Every record below, from the first line to the last, is to be set down again exactly.

........

//! Node configuration.

use std::path::Path;

use accord_negotiate::SessionConfig;
use accord_planner::PlannerConfig;
use anyhow::Context;
use serde::{Deserialize, Serialize};

use crate::scenario::Scenario;

/// Everything the node reads from its optional JSON config file.
#[derive(Debug, Clone, Serialize, Deserialize)]
#[serde(default)]
pub struct NodeConfig {
    pub planner: PlannerConfig,
    pub session: SessionConfig,

    /// Maximum number of plan-and-execute cycles.
    pub cycles: u32,

    /// Fleet and tasks. The built-in demo is used when absent.
    pub scenario: Option<Scenario>,
}

impl Default for NodeConfig {
    fn default() -> Self {
        Self {
            planner: PlannerConfig::default(),
            session: SessionConfig::default(),
            cycles: 3,
            scenario: None,
        }
    }
}

impl NodeConfig {
    /// Read and validate a JSON config file.
    pub fn load(path: impl AsRef<Path>) -> anyhow::Result<Self> {
        let path = path.as_ref();
        let raw = std::fs::read_to_string(path)
            .with_context(|| format!("reading config {}", path.display()))?;
        let config: NodeConfig = serde_json::from_str(&raw)
            .with_context(|| format!("parsing config {}", path.display()))?;
        config.validate()?;
        Ok(config)
    }

    pub fn validate(&self) -> anyhow::Result<()> {
        self.planner.validate()?;
        self.session.validate()?;
        if self.cycles == 0 {
            anyhow::bail!("cycles must be at least 1");
        }
        if let Some(scenario) = &self.scenario {
            scenario.validate()?;
        }
        Ok(())
    }

    /// The configured scenario, or the demo fleet.
    pub fn scenario(&self) -> Scenario {
        self.scenario.clone().unwrap_or_else(Scenario::demo)
    }
}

........

Response:
//! Node configuration.

use std::path::Path;

use accord_negotiate::SessionConfig;
use accord_planner::PlannerConfig;
use anyhow::Context;
use serde::{Deserialize, Serialize};

use crate::scenario::Scenario;

/// Everything the node reads from its optional JSON config file.
#[derive(Debug, Clone, Serialize, Deserialize)]
#[serde(default)]
pub struct NodeConfig {
    pub planner: PlannerConfig,
    pub session: SessionConfig,

    /// Maximum number of plan-and-execute cycles.
    pub cycles: u32,

    /// Fleet and tasks. The built-in demo is used when absent.
    pub scenario: Option<Scenario>,
}

impl Default for NodeConfig {
    fn default() -> Self {
        Self {
            planner: PlannerConfig::default(),
            session: SessionConfig::default(),
            cycles: 3,
            scenario: None,
        }
    }
}

impl NodeConfig {
    /// Read and validate a JSON config file.
    pub fn load(path: impl AsRef<Path>) -> anyhow::Result<Self> {
        let path = path.as_ref();
        let raw = std::fs::read_to_string(path)
            .with_context(|| format!("reading config {}", path.display()))?;
        let config: NodeConfig = serde_json::from_str(&raw)
            .with_context(|| format!("parsing config {}", path.display()))?;
        config.validate()?;
        Ok(config)
    }

    pub fn validate(&self) -> anyhow::Result<()> {
        self.planner.validate()?;
        self.session.validate()?;
        if self.cycles == 0 {
            anyhow::bail!("cycles must be at least 1");
        }
        if let Some(scenario) = &self.scenario {
            scenario.validate()?;
        }
        Ok(())
    }

    /// The configured scenario, or the demo fleet.
    pub fn scenario(&self) -> Scenario {
        self.scenario.clone().unwrap_or_else(Scenario::demo)
    }
}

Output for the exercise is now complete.